Respektloser Abschiedsbrief
Götze spielt entweder überragend, oder mies. Geht so, gibt’s nicht. Dass zeigte sich in einem Abschiedsbrief an den ehemaligen Weltklasseangreifer Götze, der am Freitag auf focus.de erschienen ist. Das wiederum erzeugte heftige Reaktionen, der Schalker Dennis Aogo nannte den Artikel „respektlos“. „Wir haben uns auch mehr erhofft“, sagte Götze nach dem Remis, „aber es war schwierig gegen einen so tiefstehenden Gegner.“ Dass er gegen Polen viel defensiv gearbeitet hatte – unwichtig für die öffentliche Gesamtbeurteilung.
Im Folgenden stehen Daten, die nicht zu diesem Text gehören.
//! Application handlers and the tagged [`Handler`] used to register them.

use std::fmt;
use std::future::Future;
use std::sync::Arc;

use async_trait::async_trait;

use super::types::response::{AggTrade, Kline, MiniTicker, Ticker, Trade};
use crate::error::{BoxError, Error};
use crate::types::SubType;

/// Receives payloads of one type.
///
/// Handlers registered for the same family run one after another, in
/// registration order. Returning an error stops the remaining handlers for that
/// payload and forwards the error to the exception handlers.
#[async_trait]
pub trait Handle<T: Send + Sync + 'static>: Send + Sync + 'static {
    async fn handle(&self, payload: &T) -> Result<(), BoxError>;
}

/// Adapter turning an async closure into a [`Handle`].
///
/// The closure receives its own copy of the payload.
#[non_exhaustive]
#[derive(Clone)]
pub struct HandlerFn<F>(pub F);

/// Wrap an async closure as a [`Handle`].
///
/// ```ignore
/// let handler = Handler::trade(handler_fn(|trade: Trade| async move {
///     println!("{} traded at {}", trade.symbol, trade.price);
///     Ok(())
/// }));
/// ```
pub fn handler_fn<F>(f: F) -> HandlerFn<F> {
    HandlerFn(f)
}

#[async_trait]
impl<T, F, Fut> Handle<T> for HandlerFn<F>
where
    T: Clone + Send + Sync + 'static,
    F: Fn(T) -> Fut + Send + Sync + 'static,
    Fut: Future<Output = Result<(), BoxError>> + Send,
{
    async fn handle(&self, payload: &T) -> Result<(), BoxError> {
        (self.0)(payload.clone()).await
    }
}

/// A handler tagged with the family it accepts.
///
/// Exactly one processor (or the exception processor) claims each variant.
#[non_exhaustive]
#[derive(Clone)]
pub enum Handler {
    Trade(Arc<dyn Handle<Trade>>),
    AggTrade(Arc<dyn Handle<AggTrade>>),
    Kline(Arc<dyn Handle<Kline>>),
    MiniTicker(Arc<dyn Handle<MiniTicker>>),
    Ticker(Arc<dyn Handle<Ticker>>),
    AllMarketMiniTickers(Arc<dyn Handle<Vec<MiniTicker>>>),
    AllMarketTickers(Arc<dyn Handle<Vec<Ticker>>>),
    /// Receives every error raised while dispatching a message
    Exception(Arc<dyn Handle<Arc<Error>>>),
}

impl Handler {
    pub fn trade<H: Handle<Trade>>(handler: H) -> Self {
        Self::Trade(Arc::new(handler))
    }

    pub fn agg_trade<H: Handle<AggTrade>>(handler: H) -> Self {
        Self::AggTrade(Arc::new(handler))
    }

    pub fn kline<H: Handle<Kline>>(handler: H) -> Self {
        Self::Kline(Arc::new(handler))
    }

    pub fn mini_ticker<H: Handle<MiniTicker>>(handler: H) -> Self {
        Self::MiniTicker(Arc::new(handler))
    }

    pub fn ticker<H: Handle<Ticker>>(handler: H) -> Self {
        Self::Ticker(Arc::new(handler))
    }

    pub fn all_market_mini_tickers<H: Handle<Vec<MiniTicker>>>(handler: H) -> Self {
        Self::AllMarketMiniTickers(Arc::new(handler))
    }

    pub fn all_market_tickers<H: Handle<Vec<Ticker>>>(handler: H) -> Self {
        Self::AllMarketTickers(Arc::new(handler))
    }

    pub fn exception<H: Handle<Arc<Error>>>(handler: H) -> Self {
        Self::Exception(Arc::new(handler))
    }

    /// The family this handler belongs to, `None` for exception handlers.
    #[must_use]
    pub const fn subtype(&self) -> Option<SubType> {
        match self {
            Self::Trade(_) => Some(SubType::Trade),
            Self::AggTrade(_) => Some(SubType::AggTrade),
            Self::Kline(_) => Some(SubType::Kline),
            Self::MiniTicker(_) => Some(SubType::MiniTicker),
            Self::Ticker(_) => Some(SubType::Ticker),
            Self::AllMarketMiniTickers(_) => Some(SubType::AllMarketMiniTickers),
            Self::AllMarketTickers(_) => Some(SubType::AllMarketTickers),
            Self::Exception(_) => None,
        }
    }
}

impl fmt::Debug for Handler {
    fn fmt(&self, f: &mut fmt::Formatter<'_>) -> fmt::Result {
        match self.subtype() {
            Some(subtype) => write!(f, "Handler({subtype})"),
            None => f.write_str("Handler(exception)"),
        }
    }
}
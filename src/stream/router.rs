//! Message router: registry of processors, subscription fan-out and dispatch.

use std::fmt;

use async_trait::async_trait;
use dashmap::DashMap;
use futures::future::join_all;
use serde_json::Value;

use super::handler::Handler;
use super::interest::{ActiveTracker, SubTypeSet};
use super::processor::{ExceptionProcessor, Processor};
use super::shape::Shapes;
use super::types::request::Method;
use crate::Result;
use crate::error::Error;
use crate::types::SubType;
use crate::ws::{MessageHandler, RequestSender};

/// Routes subscriptions to processors and inbound pushes to handlers.
///
/// The registry is fixed at construction. A processor becomes active with its
/// first handler and stays active; only active processors see inbound pushes.
pub struct Router {
    processors: Vec<Processor>,
    active: ActiveTracker,
    /// First successful lookup per subtype, as an index into `processors`
    cache: DashMap<SubType, usize>,
    exceptions: ExceptionProcessor,
}

impl Router {
    #[must_use]
    pub fn new(processors: Vec<Processor>) -> Self {
        Self {
            processors,
            active: ActiveTracker::new(),
            cache: DashMap::new(),
            exceptions: ExceptionProcessor::new(),
        }
    }

    /// Register a handler with the first processor that supports it.
    ///
    /// Exception handlers go to the exception processor. Returns `false` if no
    /// processor claims the handler.
    pub fn register(&self, handler: Handler) -> bool {
        if self.exceptions.supports_handler(&handler) {
            return self.exceptions.add_handler(handler);
        }

        let Some(processor) = self
            .processors
            .iter()
            .find(|processor| processor.supports_handler(&handler))
        else {
            #[cfg(feature = "tracing")]
            tracing::warn!(?handler, "No processor supports handler");
            return false;
        };

        let subtype = processor.subtype();
        if processor.add_handler(handler) {
            self.active.add(subtype);
            true
        } else {
            false
        }
    }

    /// The processor responsible for `subtype`.
    pub fn processor(&self, subtype: SubType) -> Result<&Processor> {
        if let Some(processor) = self
            .cache
            .get(&subtype)
            .and_then(|index| self.processors.get(*index))
        {
            return Ok(processor);
        }

        let (index, processor) = self
            .processors
            .iter()
            .enumerate()
            .find(|(_, processor)| processor.supports_subtype(subtype))
            .ok_or_else(|| Error::unsupported_subtype(subtype.to_string()))?;
        self.cache.insert(subtype, index);

        Ok(processor)
    }

    #[must_use]
    pub fn is_active(&self, subtype: SubType) -> bool {
        self.active.is_active(subtype)
    }

    #[must_use]
    pub fn active(&self) -> SubTypeSet {
        self.active.get()
    }

    /// Expand `shapes`, send one `method` request per primitive concurrently
    /// and return each stream name with its outcome, in expansion order.
    ///
    /// Every shape is expanded and every stream name validated before the first
    /// request is sent.
    pub(crate) async fn fan_out(
        &self,
        sender: &dyn RequestSender,
        method: Method,
        shapes: Shapes,
    ) -> Result<Vec<(String, Result<Value>)>> {
        let mut planned = Vec::new();
        for param in shapes.expand()? {
            let processor = self.processor(param.subtype)?;
            let stream = processor.stream_name(&param.args)?;
            planned.push((processor, stream, param));
        }

        #[cfg(feature = "tracing")]
        tracing::debug!(%method, requests = planned.len(), "Sending stream requests");

        let requests = planned.into_iter().map(|(processor, stream, param)| async move {
            let outcome = processor.subscribe_param(sender, method, &param).await;
            (stream, outcome)
        });

        Ok(join_all(requests).await)
    }

    /// Subscribe to every stream `shapes` expands to.
    ///
    /// All requests are sent concurrently. Once every one of them settled, the
    /// replies are returned in expansion order, or the first error is.
    pub async fn subscribe<S: Into<Shapes>>(
        &self,
        sender: &dyn RequestSender,
        shapes: S,
    ) -> Result<Vec<Value>> {
        self.fan_out(sender, Method::Subscribe, shapes.into())
            .await?
            .into_iter()
            .map(|(_, outcome)| outcome)
            .collect()
    }

    /// Unsubscribe from every stream `shapes` expands to.
    pub async fn unsubscribe<S: Into<Shapes>>(
        &self,
        sender: &dyn RequestSender,
        shapes: S,
    ) -> Result<Vec<Value>> {
        self.fan_out(sender, Method::Unsubscribe, shapes.into())
            .await?
            .into_iter()
            .map(|(_, outcome)| outcome)
            .collect()
    }

    /// Offer `message` to every active processor.
    ///
    /// Each claiming processor dispatches independently; a failure is handed
    /// to the exception processor and does not keep the others from running.
    pub async fn dispatch(&self, message: Value) {
        let active = self.active.get();

        for processor in &self.processors {
            if !active.contains(processor.subtype().into()) {
                continue;
            }
            let Some(payload) = processor.is_message_type(&message) else {
                continue;
            };

            if let Err(e) = processor.dispatch(payload).await {
                self.exceptions.dispatch(e).await;
            }
        }
    }
}

impl Default for Router {
    fn default() -> Self {
        Self::new(Processor::registry())
    }
}

impl fmt::Debug for Router {
    fn fmt(&self, f: &mut fmt::Formatter<'_>) -> fmt::Result {
        f.debug_struct("Router")
            .field("processors", &self.processors)
            .field("active", &self.active.get())
            .field("exceptions", &self.exceptions)
            .finish_non_exhaustive()
    }
}

#[async_trait]
impl MessageHandler for Router {
    async fn on_message(&self, message: Value) {
        self.dispatch(message).await;
    }
}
Vorn spielt bekanntlich die Musik, und da sucht Götze in Frankreich noch immer nach dem passenden Beat.
„Wir hätten uns mehr Möglichkeiten erspielen sollen und müssen. Aber wenn zehn Mann verteidigen, ist es nicht leicht, Tiefe zu schaffen“, sagte er. Götze leidet bei dieser EM an einer Verengung des Spielplatzes, was erstaunlich ist. Denn er ist genau der Spieler, der den Raum weiten soll – mit Sprints in die Tiefe, mit schnellen Richtungsänderungen und Kombinationsfähigkeit.
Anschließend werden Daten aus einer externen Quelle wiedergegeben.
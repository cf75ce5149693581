#![expect(
    clippy::module_name_repetitions,
    reason = "Error types include the module name to indicate their scope"
)]

use std::error::Error as StdError;
use std::fmt;

/// WebSocket error variants.
#[non_exhaustive]
#[derive(Debug)]
pub enum WsError {
    /// Error connecting to or communicating with the WebSocket server
    Connection(tokio_tungstenite::tungstenite::Error),
    /// WebSocket connection was closed before the operation completed
    ConnectionClosed,
    /// The server answered a correlated request with an error object
    Rejected {
        /// Error code reported by the server
        code: i64,
        /// Human readable reason reported by the server
        message: String,
    },
}

impl fmt::Display for WsError {
    fn fmt(&self, f: &mut fmt::Formatter<'_>) -> fmt::Result {
        match self {
            Self::Connection(e) => write!(f, "WebSocket connection error: {e}"),
            Self::ConnectionClosed => write!(f, "WebSocket connection closed"),
            Self::Rejected { code, message } => {
                write!(f, "Request rejected by server ({code}): {message}")
            }
        }
    }
}

impl StdError for WsError {
    fn source(&self) -> Option<&(dyn StdError + 'static)> {
        match self {
            Self::Connection(e) => Some(e),
            Self::ConnectionClosed | Self::Rejected { .. } => None,
        }
    }
}

// Integration with main Error type
impl From<WsError> for crate::error::Error {
    fn from(e: WsError) -> Self {
        crate::error::Error::with_source(crate::error::Kind::WebSocket, e)
    }
}

impl From<tokio_tungstenite::tungstenite::Error> for crate::error::Error {
    fn from(e: tokio_tungstenite::tungstenite::Error) -> Self {
        crate::error::Error::with_source(crate::error::Kind::WebSocket, WsError::Connection(e))
    }
}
Götze Spiel, das man irgendwann mal falsche Neun oder hängende Spitze getauft hat, ist eigentlich prädestiniert für die Enge. Aber bisher ist Götze die durchhängende Spitze geblieben. Das macht den Bayer zur Symbolfigur der deutschen Sturmflaute. Löw stellte sich am Samstag zwar demonstrativ vor seinen Angreifer: „Ich war nicht zufrieden mit der Offensive, aber ich glaube an ihre Qualität.“ Doch er sprach auch an, was seinem Team fehle und Götze eben nicht ist: „Ein Spieler, der eins gegen eins gehen kann und dadurch Räume schafft.“ Götze sei ein hervorragender Passspieler, der dadurch Chancen kreieren könne, sagte Löw. Aber er sagte auch, dass er gegen Nordirland am Dienstag (18 Uhr/ARD) personelle Wechsel vornehmen werde: Mario Gomez könnte statt Götze beginnen.
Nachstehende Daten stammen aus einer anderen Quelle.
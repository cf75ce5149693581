use bon::Builder;
use serde::Deserialize;
use serde_with::{DisplayFromStr, TimestampMilliSeconds, serde_as};

use crate::types::{DateTime, Decimal, KlineInterval, Utc};

/// Individual trade (`<symbol>@trade`).
#[non_exhaustive]
#[serde_as]
#[derive(Debug, Clone, PartialEq, Deserialize, Builder)]
pub struct Trade {
    #[serde(rename = "E")]
    #[serde_as(as = "TimestampMilliSeconds<i64>")]
    pub event_time: DateTime<Utc>,
    #[serde(rename = "s")]
    pub symbol: String,
    #[serde(rename = "t")]
    pub trade_id: u64,
    #[serde(rename = "p")]
    pub price: Decimal,
    #[serde(rename = "q")]
    pub quantity: Decimal,
    /// Present on older payload revisions only
    #[serde(rename = "b", default)]
    pub buyer_order_id: Option<u64>,
    /// Present on older payload revisions only
    #[serde(rename = "a", default)]
    pub seller_order_id: Option<u64>,
    #[serde(rename = "T")]
    #[serde_as(as = "TimestampMilliSeconds<i64>")]
    pub trade_time: DateTime<Utc>,
    /// Whether the buyer was the maker
    #[serde(rename = "m")]
    pub is_maker: bool,
}

/// Trades aggregated by taker order, price and time (`<symbol>@aggTrade`).
#[non_exhaustive]
#[serde_as]
#[derive(Debug, Clone, PartialEq, Deserialize, Builder)]
pub struct AggTrade {
    #[serde(rename = "E")]
    #[serde_as(as = "TimestampMilliSeconds<i64>")]
    pub event_time: DateTime<Utc>,
    #[serde(rename = "s")]
    pub symbol: String,
    #[serde(rename = "a")]
    pub agg_trade_id: u64,
    #[serde(rename = "p")]
    pub price: Decimal,
    #[serde(rename = "q")]
    pub quantity: Decimal,
    #[serde(rename = "f")]
    pub first_trade_id: u64,
    #[serde(rename = "l")]
    pub last_trade_id: u64,
    #[serde(rename = "T")]
    #[serde_as(as = "TimestampMilliSeconds<i64>")]
    pub trade_time: DateTime<Utc>,
    #[serde(rename = "m")]
    pub is_maker: bool,
}

/// Candlestick update (`<symbol>@kline_<interval>`).
///
/// The event time of the enclosing push is folded into the candle.
#[non_exhaustive]
#[derive(Debug, Clone, PartialEq, Deserialize, Builder)]
#[serde(from = "KlineEvent")]
pub struct Kline {
    pub event_time: DateTime<Utc>,
    pub symbol: String,
    pub interval: KlineInterval,
    pub open_time: DateTime<Utc>,
    pub close_time: DateTime<Utc>,
    pub first_trade_id: i64,
    pub last_trade_id: i64,
    pub open: Decimal,
    pub high: Decimal,
    pub low: Decimal,
    pub close: Decimal,
    pub volume: Decimal,
    pub quote_volume: Decimal,
    pub taker_volume: Decimal,
    pub taker_quote_volume: Decimal,
    pub total_trades: u64,
    /// Whether this candle is final
    pub is_closed: bool,
}

/// Wire form of a kline push: the candle nested under `k`.
#[serde_as]
#[derive(Deserialize)]
struct KlineEvent {
    #[serde(rename = "E")]
    #[serde_as(as = "TimestampMilliSeconds<i64>")]
    event_time: DateTime<Utc>,
    #[serde(rename = "k")]
    candle: Candle,
}

#[serde_as]
#[derive(Deserialize)]
struct Candle {
    #[serde(rename = "t")]
    #[serde_as(as = "TimestampMilliSeconds<i64>")]
    open_time: DateTime<Utc>,
    #[serde(rename = "T")]
    #[serde_as(as = "TimestampMilliSeconds<i64>")]
    close_time: DateTime<Utc>,
    #[serde(rename = "s")]
    symbol: String,
    #[serde(rename = "i")]
    #[serde_as(as = "DisplayFromStr")]
    interval: KlineInterval,
    /// `-1` when no trade happened in the candle
    #[serde(rename = "f")]
    first_trade_id: i64,
    #[serde(rename = "L")]
    last_trade_id: i64,
    #[serde(rename = "o")]
    open: Decimal,
    #[serde(rename = "c")]
    close: Decimal,
    #[serde(rename = "h")]
    high: Decimal,
    #[serde(rename = "l")]
    low: Decimal,
    #[serde(rename = "v")]
    volume: Decimal,
    #[serde(rename = "n")]
    total_trades: u64,
    #[serde(rename = "x")]
    is_closed: bool,
    #[serde(rename = "q")]
    quote_volume: Decimal,
    #[serde(rename = "V")]
    taker_volume: Decimal,
    #[serde(rename = "Q")]
    taker_quote_volume: Decimal,
}

impl From<KlineEvent> for Kline {
    fn from(event: KlineEvent) -> Self {
        let KlineEvent { event_time, candle } = event;

        Self {
            event_time,
            symbol: candle.symbol,
            interval: candle.interval,
            open_time: candle.open_time,
            close_time: candle.close_time,
            first_trade_id: candle.first_trade_id,
            last_trade_id: candle.last_trade_id,
            open: candle.open,
            high: candle.high,
            low: candle.low,
            close: candle.close,
            volume: candle.volume,
            quote_volume: candle.quote_volume,
            taker_volume: candle.taker_volume,
            taker_quote_volume: candle.taker_quote_volume,
            total_trades: candle.total_trades,
            is_closed: candle.is_closed,
        }
    }
}

/// Rolling 24h statistics, reduced (`<symbol>@miniTicker`, `!miniTicker@arr`).
#[non_exhaustive]
#[serde_as]
#[derive(Debug, Clone, PartialEq, Deserialize, Builder)]
pub struct MiniTicker {
    #[serde(rename = "E")]
    #[serde_as(as = "TimestampMilliSeconds<i64>")]
    pub event_time: DateTime<Utc>,
    #[serde(rename = "s")]
    pub symbol: String,
    #[serde(rename = "o")]
    pub open: Decimal,
    #[serde(rename = "h")]
    pub high: Decimal,
    #[serde(rename = "l")]
    pub low: Decimal,
    #[serde(rename = "c")]
    pub close: Decimal,
    /// Base asset volume
    #[serde(rename = "v")]
    pub volume: Decimal,
    #[serde(rename = "q")]
    pub quote_volume: Decimal,
}

/// Rolling 24h statistics (`<symbol>@ticker`, `!ticker@arr`).
#[non_exhaustive]
#[serde_as]
#[derive(Debug, Clone, PartialEq, Deserialize, Builder)]
pub struct Ticker {
    #[serde(rename = "E")]
    #[serde_as(as = "TimestampMilliSeconds<i64>")]
    pub event_time: DateTime<Utc>,
    #[serde(rename = "s")]
    pub symbol: String,
    #[serde(rename = "p")]
    pub price_change: Decimal,
    #[serde(rename = "P")]
    pub price_change_percent: Decimal,
    #[serde(rename = "w")]
    pub weighted_average_price: Decimal,
    /// Last price before the 24h window
    #[serde(rename = "x")]
    pub first_trade_price: Decimal,
    #[serde(rename = "c")]
    pub last_price: Decimal,
    #[serde(rename = "Q")]
    pub last_quantity: Decimal,
    #[serde(rename = "b")]
    pub best_bid_price: Decimal,
    #[serde(rename = "B")]
    pub best_bid_quantity: Decimal,
    #[serde(rename = "a")]
    pub best_ask_price: Decimal,
    #[serde(rename = "A")]
    pub best_ask_quantity: Decimal,
    #[serde(rename = "o")]
    pub open: Decimal,
    #[serde(rename = "h")]
    pub high: Decimal,
    #[serde(rename = "l")]
    pub low: Decimal,
    #[serde(rename = "v")]
    pub volume: Decimal,
    #[serde(rename = "q")]
    pub quote_volume: Decimal,
    #[serde(rename = "O")]
    #[serde_as(as = "TimestampMilliSeconds<i64>")]
    pub stat_open_time: DateTime<Utc>,
    #[serde(rename = "C")]
    #[serde_as(as = "TimestampMilliSeconds<i64>")]
    pub stat_close_time: DateTime<Utc>,
    #[serde(rename = "F")]
    pub first_trade_id: i64,
    #[serde(rename = "L")]
    pub last_trade_id: i64,
    #[serde(rename = "n")]
    pub total_trades: u64,
}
Wegweisende EM für die Karriere
Für Mario Götze ist das keine gute Nachricht, denn diese EM ist maßgeblich für ihn: Dass sie den Angreifer beim FC Bayern gern nach Liverpool verkauft hätten, ist bekannt. Und obwohl Götze seinen Wunsch nach einem Verweilen in München verkündet hat, geht es ab sofort auch um seine Zukunft: Spielt er ein gutes Turnier, werden Angebote eintreffen, die ihn vielleicht von einem Wechsel überzeugen. Oder Carlo Ancelotti überlegt sich, ob er Götze für seine Bayern-Vision nicht doch gebrauchen könnte. Bisher spielt Götze aber kein gutes Turnier.
Was er von sich selbst noch in Frankreich erwarte, wurde Götze gefragt. „Dass ich ein Tor mache, wenn ich vorne spiele“, antwortete er. Löw würde das auch gerne sehen. Das Vertrauen in Götze hat er jedenfalls nicht verloren.